◆ **Task details**
Copy out, from the entries below, each line holding the string "bumped".

.....

//! Roster quotas: whether a team may take on or give up a player.
//!
//! Every check runs before anything is touched, so a rejected add or remove
//! leaves both the team and the player exactly as they were.

use super::category::Category;
use super::error::MarketError;
use super::player::Player;
use super::team::{RosterCounts, Team};

#[derive(Debug, Clone, Copy, PartialEq, Eq)]
pub struct RosterPolicy {
    pub max_players: u32,
    pub goalkeepers: u32,
    pub defenders: u32,
    pub midfielders: u32,
    pub forwards: u32,
}

impl Default for RosterPolicy {
    fn default() -> Self {
        RosterPolicy {
            max_players: 20,
            goalkeepers: 3,
            defenders: 6,
            midfielders: 6,
            forwards: 5,
        }
    }
}

impl RosterPolicy {
    pub fn quota(&self, category: Category) -> u32 {
        match category {
            Category::Goalkeeper => self.goalkeepers,
            Category::Defender => self.defenders,
            Category::Midfielder => self.midfielders,
            Category::Forward => self.forwards,
        }
    }

    pub fn can_add(&self, team: &Team, category: Category) -> bool {
        self.check_capacity(team, category).is_ok()
    }

    /// Total cap first, then the position quota.
    pub fn check_capacity(&self, team: &Team, category: Category) -> Result<(), MarketError> {
        if team.roster.total() >= self.max_players {
            return Err(MarketError::RosterFull {
                team_id: team.id,
                max: self.max_players,
            });
        }
        let max = self.quota(category);
        if team.roster.get(category) >= max {
            return Err(MarketError::PositionFull {
                team_id: team.id,
                category,
                max,
            });
        }
        Ok(())
    }

    pub fn add(&self, team: &mut Team, player: &mut Player) -> Result<(), MarketError> {
        if let Some(owner) = player.team_id {
            return Err(MarketError::PlayerAlreadyOnTeam {
                player_id: player.id,
                team_id: owner,
            });
        }
        self.check_capacity(team, player.category)?;

        team.roster.increment(player.category);
        player.team_id = Some(team.id);
        Ok(())
    }

    pub fn remove(&self, team: &mut Team, player: &mut Player) -> Result<(), MarketError> {
        let not_on_team = || MarketError::PlayerNotOnTeam {
            player_id: player.id,
            team_id: team.id,
        };
        if player.team_id != Some(team.id) {
            return Err(not_on_team());
        }
        if !team.roster.decrement(player.category) {
            return Err(not_on_team());
        }
        player.team_id = None;
        Ok(())
    }

    /// Whether the stored counters agree with the players the team actually owns
    /// and respect the quotas.
    pub fn audit(&self, team: &Team, players: &[Player]) -> bool {
        let actual = RosterCounts::tally(players.iter().filter(|p| p.team_id == Some(team.id)));
        actual == team.roster
            && actual.total() <= self.max_players
            && Category::ALL
                .iter()
                .all(|&c| actual.get(c) <= self.quota(c))
    }
}
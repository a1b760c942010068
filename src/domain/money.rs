//! Monetary amounts: `Decimal` values kept at two fractional digits.

use rust_decimal::Decimal;
use std::str::FromStr;

use super::error::MarketError;

pub const MONEY_SCALE: u32 = 2;

/// Largest price, asking price or configured amount: 9,999,999,999.99.
pub const MAX_MONEY: Decimal = Decimal::from_parts(0xD4A5_0FFF, 0xE8, 0, false, MONEY_SCALE);

/// Round to cents using banker's rounding.
pub fn round_money(amount: Decimal) -> Decimal {
    amount.round_dp(MONEY_SCALE)
}

/// Parse a user or config supplied amount, rejecting negative values and
/// anything above [`MAX_MONEY`].
pub fn parse_money(field: &str, raw: &str) -> Result<Decimal, MarketError> {
    let amount = Decimal::from_str(raw.trim().replace('_', "").as_str())
        .map_err(|_| MarketError::validation(field, format!("\"{raw}\" is not a number")))?;
    if amount.is_sign_negative() && !amount.is_zero() {
        return Err(MarketError::validation(field, "must not be negative"));
    }
    ensure_within_cap(field, round_money(amount))
}

pub fn ensure_within_cap(field: &str, amount: Decimal) -> Result<Decimal, MarketError> {
    if amount > MAX_MONEY {
        return Err(MarketError::validation(
            field,
            format!("{amount} exceeds the maximum of {MAX_MONEY}"),
        ));
    }
    Ok(amount)
}

pub fn checked_add(field: &str, a: Decimal, b: Decimal) -> Result<Decimal, MarketError> {
    a.checked_add(b)
        .ok_or_else(|| MarketError::validation(field, "amount out of range"))
}

pub fn checked_sub(field: &str, a: Decimal, b: Decimal) -> Result<Decimal, MarketError> {
    a.checked_sub(b)
        .ok_or_else(|| MarketError::validation(field, "amount out of range"))
}
//! Concrete adapter implementations for ports.

#[cfg(feature = "sqlite")]
pub mod sqlite_adapter;
pub mod csv_adapter;
pub mod file_config_adapter;
pub mod memory_store;
pub mod rand_adapter;
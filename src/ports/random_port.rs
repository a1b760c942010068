//! Random number source port.

/// Supplies uniformly distributed integers. Injected wherever randomness
/// reaches persisted state so tests can pin the outcome.
pub trait RandomSource: Send + Sync {
    /// Uniform integer in `low..=high`.
    fn int_in_range(&self, low: i64, high: i64) -> i64;
}
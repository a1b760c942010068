//! Team valuation and post-transfer price appreciation.

use rust_decimal::Decimal;

use super::error::MarketError;
use super::money::{MAX_MONEY, round_money};
use super::player::Player;
use super::team::Team;
use crate::ports::random_port::RandomSource;

/// Sum of the prices of the players `team` owns. Players belonging to other
/// teams are ignored.
pub fn team_value(team: &Team, players: &[Player]) -> Result<Decimal, MarketError> {
    players
        .iter()
        .filter(|p| p.team_id == Some(team.id))
        .try_fold(Decimal::ZERO, |total, p| total.checked_add(p.price))
        .map(round_money)
        .ok_or_else(|| MarketError::validation("value", "team value out of range"))
}

/// Random price increase applied to a player after each completed transfer:
/// `price * (100 + pct) / 100` with `pct` drawn from `min_pct..=max_pct`,
/// saturating at [`MAX_MONEY`].
#[derive(Debug, Clone, Copy, PartialEq, Eq)]
pub struct PriceBump {
    pub min_pct: u32,
    pub max_pct: u32,
}

impl Default for PriceBump {
    fn default() -> Self {
        PriceBump {
            min_pct: 10,
            max_pct: 100,
        }
    }
}

impl PriceBump {
    pub fn new(min_pct: u32, max_pct: u32) -> Result<Self, MarketError> {
        if min_pct > max_pct {
            return Err(MarketError::validation(
                "price_bump",
                format!("minimum {min_pct}% exceeds maximum {max_pct}%"),
            ));
        }
        Ok(PriceBump { min_pct, max_pct })
    }

    /// Draw the percentage increase. Out-of-range draws from a misbehaving
    /// source are clamped into the configured bounds.
    pub fn draw_pct(&self, random: &dyn RandomSource) -> u32 {
        let drawn = random.int_in_range(i64::from(self.min_pct), i64::from(self.max_pct));
        drawn.clamp(i64::from(self.min_pct), i64::from(self.max_pct)) as u32
    }

    pub fn apply(&self, price: Decimal, pct: u32) -> Result<Decimal, MarketError> {
        let bumped = price
            .checked_mul(Decimal::from(100 + u64::from(pct)))
            .and_then(|scaled| scaled.checked_div(Decimal::ONE_HUNDRED))
            .ok_or_else(|| MarketError::validation("price", "bumped price out of range"))?;
        Ok(round_money(bumped).min(MAX_MONEY))
    }

    pub fn bump(&self, price: Decimal, random: &dyn RandomSource) -> Result<Decimal, MarketError> {
        self.apply(price, self.draw_pct(random))
    }
}
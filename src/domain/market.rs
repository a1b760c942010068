//! The transfer market service.
//!
//! Each public operation is one unit of work against the store: it either
//! commits in full or leaves nothing behind.

use chrono::Utc;
use rust_decimal::Decimal;

use super::category::Category;
use super::error::{Entity, MarketError};
use super::generation::{full_squad, random_country, random_team_name};
use super::history::{HistoryFilter, TransferRecord};
use super::listing::{Listing, ListingCriteria};
use super::market_config::MarketConfig;
use super::money::round_money;
use super::player::{Player, normalize_country, validate_price};
use super::team::Team;
use super::transfer::{Transfer, TransferOutcome, TransferRules};
use super::valuation::team_value;
use super::{ListingId, PlayerId, TeamId, UserId};
use crate::ports::random_port::RandomSource;
use crate::ports::search_port::ListingSearchPort;
use crate::ports::store_port::{StorePort, UnitOfWork};

/// A team together with the players it owns.
#[derive(Debug, Clone, PartialEq)]
pub struct TeamOverview {
    pub team: Team,
    pub players: Vec<Player>,
}

pub struct TransferMarket<S, R> {
    store: S,
    random: R,
    config: MarketConfig,
}

impl<S: StorePort, R: RandomSource> TransferMarket<S, R> {
    pub fn new(store: S, random: R, config: MarketConfig) -> Self {
        TransferMarket {
            store,
            random,
            config,
        }
    }

    pub fn store(&self) -> &S {
        &self.store
    }

    pub fn config(&self) -> &MarketConfig {
        &self.config
    }

    fn rules(&self) -> TransferRules<'_> {
        TransferRules {
            roster: &self.config.roster,
            price_bump: &self.config.price_bump,
            random: &self.random,
        }
    }

    /// Put a player on the transfer list. The player stays on its roster
    /// until bought.
    pub fn list_player(
        &self,
        player_id: PlayerId,
        asking_price: Decimal,
    ) -> Result<Listing, MarketError> {
        let mut listing = Listing::new(player_id, asking_price, Utc::now())?;
        let listing = self.store.transaction(|uow| {
            uow.player(player_id)?;
            if uow.listing_for_player(player_id)?.is_some() {
                return Err(MarketError::AlreadyListed { player_id });
            }
            listing.id = uow.insert_listing(&listing)?;
            Ok(listing)
        })?;
        tracing::info!(
            listing_id = listing.id,
            player_id,
            asking_price = %listing.asking_price,
            "player listed"
        );
        Ok(listing)
    }

    pub fn delist_player(&self, player_id: PlayerId) -> Result<Listing, MarketError> {
        let listing = self.store.transaction(|uow| {
            let listing = uow
                .listing_for_player(player_id)?
                .ok_or(MarketError::NotListed { player_id })?;
            uow.delete_listing(listing.id)?;
            Ok(listing)
        })?;
        tracing::info!(listing_id = listing.id, player_id, "player delisted");
        Ok(listing)
    }

    pub fn active_listing_for(&self, player_id: PlayerId) -> Result<Option<Listing>, MarketError> {
        self.store.transaction(|uow| {
            uow.player(player_id)?;
            uow.listing_for_player(player_id)
        })
    }

    /// Buy a listed player for `buying_team_id` at the asking price.
    pub fn buy_player(
        &self,
        listing_id: ListingId,
        buying_team_id: TeamId,
    ) -> Result<TransferOutcome, MarketError> {
        let rules = self.rules();
        let now = Utc::now();
        let outcome = self.store.transaction(|uow| {
            Transfer::new(listing_id, buying_team_id).execute(uow, rules, now)
        })?;
        tracing::info!(
            transfer_id = outcome.record.id,
            player_id = outcome.player.id,
            seller = ?outcome.record.selling_team,
            buyer = outcome.buyer.id,
            sell_price = %outcome.record.sell_price,
            new_price = %outcome.player.price,
            "transfer completed"
        );
        Ok(outcome)
    }

    pub fn recalculate_team_value(&self, team_id: TeamId) -> Result<Decimal, MarketError> {
        self.store.transaction(|uow| {
            let mut team = uow.team(team_id)?;
            team.value = team_value(&team, &uow.players_of(team_id)?)?;
            uow.save_team(&team)?;
            Ok(team.value)
        })
    }

    /// Create a team with a full squad at the configured quotas. Blank name
    /// or country are filled in at random.
    pub fn generate_team(
        &self,
        name: Option<&str>,
        country: Option<&str>,
        owner: Option<UserId>,
    ) -> Result<TeamOverview, MarketError> {
        let name = match name.map(str::trim).filter(|n| !n.is_empty()) {
            Some(n) => n.to_string(),
            None => random_team_name(&self.random),
        };
        let country = match country.filter(|c| !c.trim().is_empty()) {
            Some(c) => normalize_country(c)?,
            None => random_country(&self.random),
        };
        let squad = full_squad(
            &self.config.roster,
            self.config.initial_player_price,
            &self.random,
        );
        let roster = self.config.roster;
        let budget = self.config.starting_budget;

        let overview = self.store.transaction(|uow| {
            if let Some(owner_id) = owner {
                if let Some(existing) = uow.team_for_owner(owner_id)? {
                    return Err(MarketError::OwnerHasTeam {
                        owner_id,
                        team_id: existing.id,
                    });
                }
            }
            let mut team = Team::new(name, country, budget);
            team.owner = owner;
            team.id = uow.insert_team(&team)?;

            let mut players = Vec::with_capacity(squad.len());
            for mut player in squad {
                roster.add(&mut team, &mut player)?;
                player.id = uow.insert_player(&player)?;
                players.push(player);
            }
            team.value = team_value(&team, &players)?;
            uow.save_team(&team)?;
            Ok(TeamOverview { team, players })
        })?;
        tracing::info!(
            team_id = overview.team.id,
            players = overview.players.len(),
            value = %overview.team.value,
            "team generated"
        );
        Ok(overview)
    }

    /// Create a free agent.
    pub fn create_player(
        &self,
        first_name: &str,
        last_name: &str,
        country: &str,
        age: u8,
        category: Category,
        price: Decimal,
    ) -> Result<Player, MarketError> {
        let mut player = Player::validated(first_name, last_name, country, age, category, price)?;
        player.id = self.store.transaction(|uow| uow.insert_player(&player))?;
        tracing::info!(player_id = player.id, category = %player.category, "player created");
        Ok(player)
    }

    /// Add a free agent to a team's roster.
    pub fn sign_free_agent(&self, team_id: TeamId, player_id: PlayerId) -> Result<Team, MarketError> {
        let roster = self.config.roster;
        let team = self.store.transaction(|uow| {
            let mut team = uow.team(team_id)?;
            let mut player = uow.player(player_id)?;
            roster.add(&mut team, &mut player)?;
            uow.save_player(&player)?;
            team.value = team_value(&team, &uow.players_of(team_id)?)?;
            uow.save_team(&team)?;
            Ok(team)
        })?;
        tracing::info!(team_id, player_id, "free agent signed");
        Ok(team)
    }

    /// Take a player off its team, making it a free agent. Any active listing
    /// is closed.
    pub fn release_player(&self, player_id: PlayerId) -> Result<Player, MarketError> {
        let roster = self.config.roster;
        let player = self.store.transaction(|uow| {
            let mut player = uow.player(player_id)?;
            let team_id = player
                .team_id
                .ok_or_else(|| MarketError::validation("player", "is already a free agent"))?;
            let mut team = uow.team(team_id)?;
            roster.remove(&mut team, &mut player)?;
            close_listing(uow, player_id)?;
            uow.save_player(&player)?;
            team.value = team_value(&team, &uow.players_of(team_id)?)?;
            uow.save_team(&team)?;
            Ok(player)
        })?;
        tracing::info!(player_id, "player released");
        Ok(player)
    }

    /// Change a player's price and keep its team's value in step.
    pub fn reprice_player(&self, player_id: PlayerId, price: Decimal) -> Result<Player, MarketError> {
        validate_price(price)?;
        self.store.transaction(|uow| {
            let mut player = uow.player(player_id)?;
            player.price = round_money(price);
            uow.save_player(&player)?;
            if let Some(team_id) = player.team_id {
                let mut team = uow.team(team_id)?;
                team.value = team_value(&team, &uow.players_of(team_id)?)?;
                uow.save_team(&team)?;
            }
            Ok(player)
        })
    }

    /// Delete a team. Its players become free agents and their listings close.
    /// Returns the released player ids.
    pub fn delete_team(&self, team_id: TeamId) -> Result<Vec<PlayerId>, MarketError> {
        let released = self.store.transaction(|uow| {
            uow.team(team_id)?;
            let mut released = Vec::new();
            for mut player in uow.players_of(team_id)? {
                close_listing(uow, player.id)?;
                player.team_id = None;
                uow.save_player(&player)?;
                released.push(player.id);
            }
            uow.delete_team(team_id)?;
            Ok(released)
        })?;
        tracing::info!(team_id, released = released.len(), "team deleted");
        Ok(released)
    }

    pub fn delete_player(&self, player_id: PlayerId) -> Result<(), MarketError> {
        let roster = self.config.roster;
        self.store.transaction(|uow| {
            let mut player = uow.player(player_id)?;
            close_listing(uow, player_id)?;
            if let Some(team_id) = player.team_id {
                let mut team = uow.team(team_id)?;
                roster.remove(&mut team, &mut player)?;
                uow.save_player(&player)?;
                team.value = team_value(&team, &uow.players_of(team_id)?)?;
                uow.save_team(&team)?;
            }
            uow.delete_player(player_id)
        })?;
        tracing::info!(player_id, "player deleted");
        Ok(())
    }

    pub fn player(&self, player_id: PlayerId) -> Result<Player, MarketError> {
        self.store.transaction(|uow| uow.player(player_id))
    }

    pub fn team_overview(&self, team_id: TeamId) -> Result<TeamOverview, MarketError> {
        self.store.transaction(|uow| {
            Ok(TeamOverview {
                team: uow.team(team_id)?,
                players: uow.players_of(team_id)?,
            })
        })
    }

    /// Whether a team's counters match the players it owns.
    pub fn audit_roster(&self, team_id: TeamId) -> Result<bool, MarketError> {
        let overview = self.team_overview(team_id)?;
        Ok(self.config.roster.audit(&overview.team, &overview.players))
    }

    /// Listings matching `criteria`, skipping any the search returned that
    /// have closed since.
    pub fn search_listings(
        &self,
        search: &dyn ListingSearchPort,
        criteria: &ListingCriteria,
    ) -> Result<Vec<Listing>, MarketError> {
        let ids = search.search_listings(criteria)?;
        self.store.transaction(|uow| {
            let mut listings = Vec::with_capacity(ids.len());
            for id in ids {
                match uow.listing(id) {
                    Ok(listing) => listings.push(listing),
                    Err(MarketError::NotFound {
                        entity: Entity::Listing,
                        ..
                    }) => {}
                    Err(e) => return Err(e),
                }
            }
            Ok(listings)
        })
    }

    pub fn transfer_history(&self, filter: &HistoryFilter) -> Result<Vec<TransferRecord>, MarketError> {
        self.store.transaction(|uow| uow.history(filter))
    }
}

fn close_listing(uow: &mut dyn UnitOfWork, player_id: PlayerId) -> Result<(), MarketError> {
    if let Some(listing) = uow.listing_for_player(player_id)? {
        uow.delete_listing(listing.id)?;
    }
    Ok(())
}
//! Redis Streams event transport
//!
//! Each `PostCreated` is appended with `XADD` as two fields:
//! `routing_key` (`blog.created`) and `payload` (JSON). The notification
//! worker reads through a consumer group and acknowledges with `XACK`.

use std::time::Duration;

use async_trait::async_trait;
use redis::aio::ConnectionManager;
use redis::streams::{StreamId, StreamReadReply};
use tracing::{instrument, warn};

use inkwell_core::{
    EventPublisher, EventsConfig, InkwellError, PostCreated, Result, SessionConfig,
};

use crate::bounded;

const STREAM: &str = "event stream";

async fn connect(redis_url: &str, limit: Duration) -> Result<ConnectionManager> {
    let client = redis::Client::open(redis_url)
        .map_err(|e| InkwellError::ConfigError(format!("invalid Redis URL: {e}")))?;
    bounded(STREAM, limit, ConnectionManager::new(client)).await
}

/// Publishes events to the configured stream
#[derive(Clone)]
pub struct RedisStreamPublisher {
    conn: ConnectionManager,
    stream_key: String,
    op_timeout: Duration,
}

impl RedisStreamPublisher {
    pub async fn connect(session: &SessionConfig, events: &EventsConfig) -> Result<Self> {
        let conn = connect(&session.redis_url, session.op_timeout()).await?;
        Ok(Self {
            conn,
            stream_key: events.stream_key.clone(),
            op_timeout: session.op_timeout(),
        })
    }
}

#[async_trait]
impl EventPublisher for RedisStreamPublisher {
    #[instrument(skip(self, event), fields(stream_key = %self.stream_key, post_id = event.post_id))]
    async fn publish(&self, event: &PostCreated) -> Result<()> {
        let payload = serde_json::to_string(event)
            .map_err(|e| InkwellError::Other(e.into()))?;
        let mut conn = self.conn.clone();

        bounded(
            STREAM,
            self.op_timeout,
            redis::cmd("XADD")
                .arg(&self.stream_key)
                .arg("*")
                .arg("routing_key")
                .arg(PostCreated::ROUTING_KEY)
                .arg("payload")
                .arg(&payload)
                .query_async::<_, String>(&mut conn),
        )
        .await
        .map(|_| ())
    }
}

/// A message read from the stream
#[derive(Debug, Clone)]
pub struct StreamDelivery {
    /// Stream entry id, needed for acknowledgement
    pub id: String,
    /// `None` when the entry is not a well-formed `blog.created` event
    pub event: Option<PostCreated>,
}

/// Consumer-group reader for the notification worker
pub struct RedisStreamConsumer {
    conn: ConnectionManager,
    stream_key: String,
    group: String,
    consumer: String,
    block_ms: u64,
    op_timeout: Duration,
}

impl RedisStreamConsumer {
    pub async fn connect(session: &SessionConfig, events: &EventsConfig) -> Result<Self> {
        let conn = connect(&session.redis_url, session.op_timeout()).await?;
        Ok(Self {
            conn,
            stream_key: events.stream_key.clone(),
            group: events.consumer_group.clone(),
            consumer: events.consumer_name.clone(),
            block_ms: events.block_ms,
            op_timeout: session.op_timeout(),
        })
    }

    /// Create the consumer group (and stream) if missing.
    ///
    /// An existing group (`BUSYGROUP`) is success; any other failure is
    /// `Unavailable` and the caller should retry.
    pub async fn ensure_group(&self) -> Result<()> {
        let mut conn = self.conn.clone();
        let mut cmd = redis::cmd("XGROUP");
        cmd.arg("CREATE")
            .arg(&self.stream_key)
            .arg(&self.group)
            .arg("0")
            .arg("MKSTREAM");
        let create = cmd.query_async::<_, ()>(&mut conn);

        match tokio::time::timeout(self.op_timeout, create).await {
            Ok(Ok(())) => {
                tracing::info!(group = %self.group, stream_key = %self.stream_key, "Created consumer group");
                Ok(())
            }
            Ok(Err(e)) if is_busy_group(&e) => Ok(()),
            Ok(Err(e)) => {
                warn!(group = %self.group, error = %e, "Failed to create consumer group");
                Err(InkwellError::Unavailable(STREAM.to_string()))
            }
            Err(_) => {
                warn!(group = %self.group, "Timed out creating consumer group");
                Err(InkwellError::Unavailable(STREAM.to_string()))
            }
        }
    }

    /// Block for up to `block_ms` waiting for new entries.
    pub async fn read(&self, count: usize) -> Result<Vec<StreamDelivery>> {
        self.read_group(">", count, Some(self.block_ms)).await
    }

    /// Entries already delivered to this consumer but never acknowledged.
    ///
    /// Returns immediately; an empty result means nothing is pending.
    pub async fn read_pending(&self, count: usize) -> Result<Vec<StreamDelivery>> {
        self.read_group("0", count, None).await
    }

    async fn read_group(
        &self,
        start: &str,
        count: usize,
        block_ms: Option<u64>,
    ) -> Result<Vec<StreamDelivery>> {
        let mut conn = self.conn.clone();
        let mut cmd = redis::cmd("XREADGROUP");
        cmd.arg("GROUP")
            .arg(&self.group)
            .arg(&self.consumer)
            .arg("COUNT")
            .arg(count);
        if let Some(block_ms) = block_ms {
            cmd.arg("BLOCK").arg(block_ms);
        }
        cmd.arg("STREAMS").arg(&self.stream_key).arg(start);

        let limit = self.op_timeout + Duration::from_millis(block_ms.unwrap_or(0));
        let reply = bounded(
            STREAM,
            limit,
            cmd.query_async::<_, Option<StreamReadReply>>(&mut conn),
        )
        .await?;

        Ok(reply
            .map(|reply| {
                reply
                    .keys
                    .into_iter()
                    .flat_map(|key| key.ids)
                    .map(|entry| StreamDelivery {
                        event: decode_entry(&entry),
                        id: entry.id,
                    })
                    .collect()
            })
            .unwrap_or_default())
    }

    pub async fn ack(&self, id: &str) -> Result<()> {
        let mut conn = self.conn.clone();
        bounded(
            STREAM,
            self.op_timeout,
            redis::cmd("XACK")
                .arg(&self.stream_key)
                .arg(&self.group)
                .arg(id)
                .query_async::<_, u64>(&mut conn),
        )
        .await
        .map(|_| ())
    }
}

fn is_busy_group(e: &redis::RedisError) -> bool {
    e.code() == Some("BUSYGROUP")
}

fn decode_entry(entry: &StreamId) -> Option<PostCreated> {
    let routing_key: String = entry.get("routing_key")?;
    if routing_key != PostCreated::ROUTING_KEY {
        return None;
    }
    let payload: String = entry.get("payload")?;
    decode_payload(&payload)
}

fn decode_payload(payload: &str) -> Option<PostCreated> {
    match serde_json::from_str(payload) {
        Ok(event) => Some(event),
        Err(e) => {
            warn!(error = %e, "Discarding malformed event payload");
            None
        }
    }
}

.....

◆ **Exercise solution**
        let bumped = price
            .ok_or_else(|| MarketError::validation("price", "bumped price out of range"))?;
        Ok(round_money(bumped).min(MAX_MONEY))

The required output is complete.